CS246-F20-01-UnixShell
Lecture 1.11
• More UNIX commands,
– grep, egrep and regular expressions (regexps)
CS246
grep and egrep
• grep is the software engineer’s best friend
– I couldn’t live without it
– And “regular expressions” are one of the most powerful tools you can
master
– “grep was created, in an evening, by Ken Thompson.” [Wikipedia]
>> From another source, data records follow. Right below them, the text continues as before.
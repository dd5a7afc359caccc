//! CSVファイル出力

use crate::error::Result;
use image_analysis_common::{build_store_csv, csv_file_name, RecordStore};
use std::path::{Path, PathBuf};

/// 本日の日付（UTC, `YYYY-MM-DD`）
pub fn today_iso() -> String {
    chrono::Utc::now().date_naive().format("%Y-%m-%d").to_string()
}

/// 出力先の既定値（ダウンロードフォルダ、なければカレント）
pub fn default_output_dir() -> PathBuf {
    dirs::download_dir().unwrap_or_else(|| PathBuf::from("."))
}

/// 出力パスを決定（ディレクトリ指定ならファイル名を付与）
fn output_path(output: &Path, iso_date: &str) -> PathBuf {
    if output.is_dir() || output.extension().is_none() {
        output.join(csv_file_name(iso_date))
    } else {
        output.to_path_buf()
    }
}

/// 全レコードをCSVに書き出す
///
/// # Returns
/// 書き出したファイルのパス
pub fn write_store_csv(store: &RecordStore, output: &Path) -> Result<PathBuf> {
    let path = output_path(output, &today_iso());
    if let Some(parent) = path.parent().filter(|p| !p.as_os_str().is_empty()) {
        std::fs::create_dir_all(parent)?;
    }
    std::fs::write(&path, build_store_csv(store))?;
    Ok(path)
}

#[cfg(test)]
mod tests {
    use super::*;

    #[test]
    fn test_output_path_for_directory() {
        let dir = tempfile::tempdir().unwrap();
        let path = output_path(dir.path(), "2024-05-01");
        assert_eq!(path, dir.path().join("image-analysis-2024-05-01.csv"));
    }

    #[test]
    fn test_output_path_for_file() {
        let path = output_path(Path::new("out/result.csv"), "2024-05-01");
        assert_eq!(path, PathBuf::from("out/result.csv"));
    }

    #[test]
    fn test_today_iso_format() {
        let today = today_iso();
        assert_eq!(today.len(), 10);
        assert_eq!(&today[4..5], "-");
    }
}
• Most of us just use plain old grep most of the time
– egrep adds extra-powerful pattern matching that’s really useful
sometimes, but it’s slower on big searches as it has to do more work
– fgrep is faster than grep, but less flexible
– We will use egrep here
egrep
• egrep : Extended Global Regular Expression Print
– Search & print lines matching pattern in files
• Usage:
• “egrep ” is the same as “grep –E”
egrep [-irnv] pattern-string file-list
• Some options:
-i ignore case ( “fred” matches “FrED”)
-n print line numbers for matches
-r search recursively thru all sub-directories also
-v print lines that do NOT match the pattern (invert search)
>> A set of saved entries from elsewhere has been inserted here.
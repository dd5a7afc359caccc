//! 解析エンドポイント（HTTPサーバ）
//!
//! `POST /api/analyze` を提供する。静的ディレクトリが指定された場合は
//! それ以外のパスをブラウザクライアントの配信に使う。

mod handler;

pub use handler::analyze;

use std::path::PathBuf;
use std::sync::Arc;

use axum::routing::post;
use axum::Router;
use tower_http::services::ServeDir;
use tower_http::trace::TraceLayer;
use tracing::{info, warn};

use crate::config::Config;
use crate::error::Result;
use crate::upstream::{OpenRouterModel, VisionModel};

/// ハンドラ間で共有する状態
#[derive(Clone)]
pub struct AppState {
    pub model: Arc<dyn VisionModel>,
}

impl AppState {
    pub fn new(model: Arc<dyn VisionModel>) -> Self {
        Self { model }
    }
}

/// ルータを構築
pub fn router(state: AppState, static_dir: Option<PathBuf>) -> Router {
    let api = Router::new()
        .route("/api/analyze", post(handler::analyze))
        .with_state(state);

    let app = match static_dir {
        Some(dir) => api.fallback_service(ServeDir::new(dir)),
        None => api,
    };

    app.layer(TraceLayer::new_for_http())
}

/// サーバ起動（終了まで戻らない）
pub async fn serve(config: &Config, static_dir: Option<PathBuf>) -> Result<()> {
    if config.api_key.is_none() {
        warn!("OPENROUTER_API_KEY が未設定です。解析リクエストは失敗します");
    }

    let model = OpenRouterModel::from_config(config);
    info!(provider = model.name(), base_url = %config.base_url, "解析モデル");

    let state = AppState::new(Arc::new(model));
    if let Some(dir) = &static_dir {
        info!(dir = %dir.display(), "静的ファイル配信");
    }
    let app = router(state, static_dir);

    let addr = config.socket_addr()?;
    let listener = tokio::net::TcpListener::bind(addr).await?;
    info!(%addr, "サーバ起動");

    axum::serve(listener, app).await?;
    Ok(())
}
• Example: List lines containing “main” in files in the current
directory with suffix “.cc”
egrep
$ egrep main *.cc # why no quotes?
q1.cc:int main() {
q2.cc:int main() {
egrep examples
• List lines with line numbers containing main in files with suffix .cc
$ egrep -n main *.cc
q1.cc:33:int main() {
q2.cc:45:int main() {
• List and count lines containing fred in any case in file names.txt
$ egrep -i fred names.txt
names.txt:Fred Derf
names.txt:FRED HOLMES
names.txt:freddy jones
names.txt:”Right, said Fred”
$ egrep -i fred names.txt | wc –l
4
egrep patterns
• Patterns for egrep are a bit different from globbing patterns.
– Note that “*” and “?” are wildcard qualifiers, not wildcards
. Match any single character
(ab|xyz) Match pattern ab or xyz
[abc] Match any single char (a, b, or c) in the bracketed list
? Preceding item is optional; will be matched at most once
* Preceding item will be matched zero or more times
+ Preceding item will be matched one or more times
^ Start of line
$ End of line
More patterns
• List all lines of even length in flurble.txt
$ cat flurble.txt | egrep ‘^(..)*$’
• List all filenames in the current directory have exactly 1 ‘a’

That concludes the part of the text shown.